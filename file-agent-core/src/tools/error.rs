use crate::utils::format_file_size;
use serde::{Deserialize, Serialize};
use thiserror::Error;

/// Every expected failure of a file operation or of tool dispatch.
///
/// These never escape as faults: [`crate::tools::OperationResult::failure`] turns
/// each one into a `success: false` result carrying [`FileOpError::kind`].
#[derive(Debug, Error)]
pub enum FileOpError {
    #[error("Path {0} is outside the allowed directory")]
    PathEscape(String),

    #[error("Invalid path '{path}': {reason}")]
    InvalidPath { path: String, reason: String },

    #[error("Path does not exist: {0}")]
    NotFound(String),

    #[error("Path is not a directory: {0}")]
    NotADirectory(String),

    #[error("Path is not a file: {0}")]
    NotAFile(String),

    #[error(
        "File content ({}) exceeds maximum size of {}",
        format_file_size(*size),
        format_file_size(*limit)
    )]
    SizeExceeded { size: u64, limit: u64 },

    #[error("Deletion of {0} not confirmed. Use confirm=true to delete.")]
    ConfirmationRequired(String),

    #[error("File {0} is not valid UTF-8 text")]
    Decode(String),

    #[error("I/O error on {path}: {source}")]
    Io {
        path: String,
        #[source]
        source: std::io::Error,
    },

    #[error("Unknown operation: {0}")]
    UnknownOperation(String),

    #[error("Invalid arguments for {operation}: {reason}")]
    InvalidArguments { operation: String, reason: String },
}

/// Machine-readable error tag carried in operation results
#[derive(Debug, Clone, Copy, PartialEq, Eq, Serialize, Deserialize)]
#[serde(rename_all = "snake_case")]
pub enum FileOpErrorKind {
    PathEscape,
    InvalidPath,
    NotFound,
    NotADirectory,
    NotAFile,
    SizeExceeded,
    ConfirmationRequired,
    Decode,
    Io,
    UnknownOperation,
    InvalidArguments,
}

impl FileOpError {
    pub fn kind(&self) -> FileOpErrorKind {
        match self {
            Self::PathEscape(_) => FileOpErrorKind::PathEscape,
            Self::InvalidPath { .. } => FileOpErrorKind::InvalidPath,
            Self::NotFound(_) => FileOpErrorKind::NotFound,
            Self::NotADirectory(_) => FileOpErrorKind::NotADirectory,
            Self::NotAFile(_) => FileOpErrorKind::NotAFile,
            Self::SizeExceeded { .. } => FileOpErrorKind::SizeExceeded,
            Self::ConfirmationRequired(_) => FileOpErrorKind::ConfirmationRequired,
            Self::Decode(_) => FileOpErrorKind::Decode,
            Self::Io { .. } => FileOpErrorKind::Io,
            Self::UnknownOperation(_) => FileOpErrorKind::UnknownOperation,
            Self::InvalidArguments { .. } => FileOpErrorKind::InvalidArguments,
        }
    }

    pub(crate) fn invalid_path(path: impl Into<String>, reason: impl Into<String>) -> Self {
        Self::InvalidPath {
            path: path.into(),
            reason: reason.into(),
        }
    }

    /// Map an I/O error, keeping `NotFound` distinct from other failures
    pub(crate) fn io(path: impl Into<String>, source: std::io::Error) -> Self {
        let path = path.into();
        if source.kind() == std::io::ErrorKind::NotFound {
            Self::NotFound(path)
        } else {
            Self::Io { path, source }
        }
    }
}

_Exercise_: Repeat every record above exactly as it appears.

_Answer to the exercise_:
filename file-agent-core/src/tools/error.rs
use crate::utils::format_file_size;
use serde::{Deserialize, Serialize};
use thiserror::Error;

/// Every expected failure of a file operation or of tool dispatch.
///
/// These never escape as faults: [`crate::tools::OperationResult::failure`] turns
/// each one into a `success: false` result carrying [`FileOpError::kind`].
#[derive(Debug, Error)]
pub enum FileOpError {
    #[error("Path {0} is outside the allowed directory")]
    PathEscape(String),

    #[error("Invalid path '{path}': {reason}")]
    InvalidPath { path: String, reason: String },

    #[error("Path does not exist: {0}")]
    NotFound(String),

    #[error("Path is not a directory: {0}")]
    NotADirectory(String),

    #[error("Path is not a file: {0}")]
    NotAFile(String),

    #[error(
        "File content ({}) exceeds maximum size of {}",
        format_file_size(*size),
        format_file_size(*limit)
    )]
    SizeExceeded { size: u64, limit: u64 },

    #[error("Deletion of {0} not confirmed. Use confirm=true to delete.")]
    ConfirmationRequired(String),

    #[error("File {0} is not valid UTF-8 text")]
    Decode(String),

    #[error("I/O error on {path}: {source}")]
    Io {
        path: String,
        #[source]
        source: std::io::Error,
    },

    #[error("Unknown operation: {0}")]
    UnknownOperation(String),

    #[error("Invalid arguments for {operation}: {reason}")]
    InvalidArguments { operation: String, reason: String },
}

/// Machine-readable error tag carried in operation results
#[derive(Debug, Clone, Copy, PartialEq, Eq, Serialize, Deserialize)]
#[serde(rename_all = "snake_case")]
pub enum FileOpErrorKind {
    PathEscape,
    InvalidPath,
    NotFound,
    NotADirectory,
    NotAFile,
    SizeExceeded,
    ConfirmationRequired,
    Decode,
    Io,
    UnknownOperation,
    InvalidArguments,
}

impl FileOpError {
    pub fn kind(&self) -> FileOpErrorKind {
        match self {
            Self::PathEscape(_) => FileOpErrorKind::PathEscape,
            Self::InvalidPath { .. } => FileOpErrorKind::InvalidPath,
            Self::NotFound(_) => FileOpErrorKind::NotFound,
            Self::NotADirectory(_) => FileOpErrorKind::NotADirectory,
            Self::NotAFile(_) => FileOpErrorKind::NotAFile,
            Self::SizeExceeded { .. } => FileOpErrorKind::SizeExceeded,
            Self::ConfirmationRequired(_) => FileOpErrorKind::ConfirmationRequired,
            Self::Decode(_) => FileOpErrorKind::Decode,
            Self::Io { .. } => FileOpErrorKind::Io,
            Self::UnknownOperation(_) => FileOpErrorKind::UnknownOperation,
            Self::InvalidArguments { .. } => FileOpErrorKind::InvalidArguments,
        }
    }

    pub(crate) fn invalid_path(path: impl Into<String>, reason: impl Into<String>) -> Self {
        Self::InvalidPath {
            path: path.into(),
            reason: reason.into(),
        }
    }

    /// Map an I/O error, keeping `NotFound` distinct from other failures
    pub(crate) fn io(path: impl Into<String>, source: std::io::Error) -> Self {
        let path = path.into();
        if source.kind() == std::io::ErrorKind::NotFound {
            Self::NotFound(path)
        } else {
            Self::Io { path, source }
        }
    }
}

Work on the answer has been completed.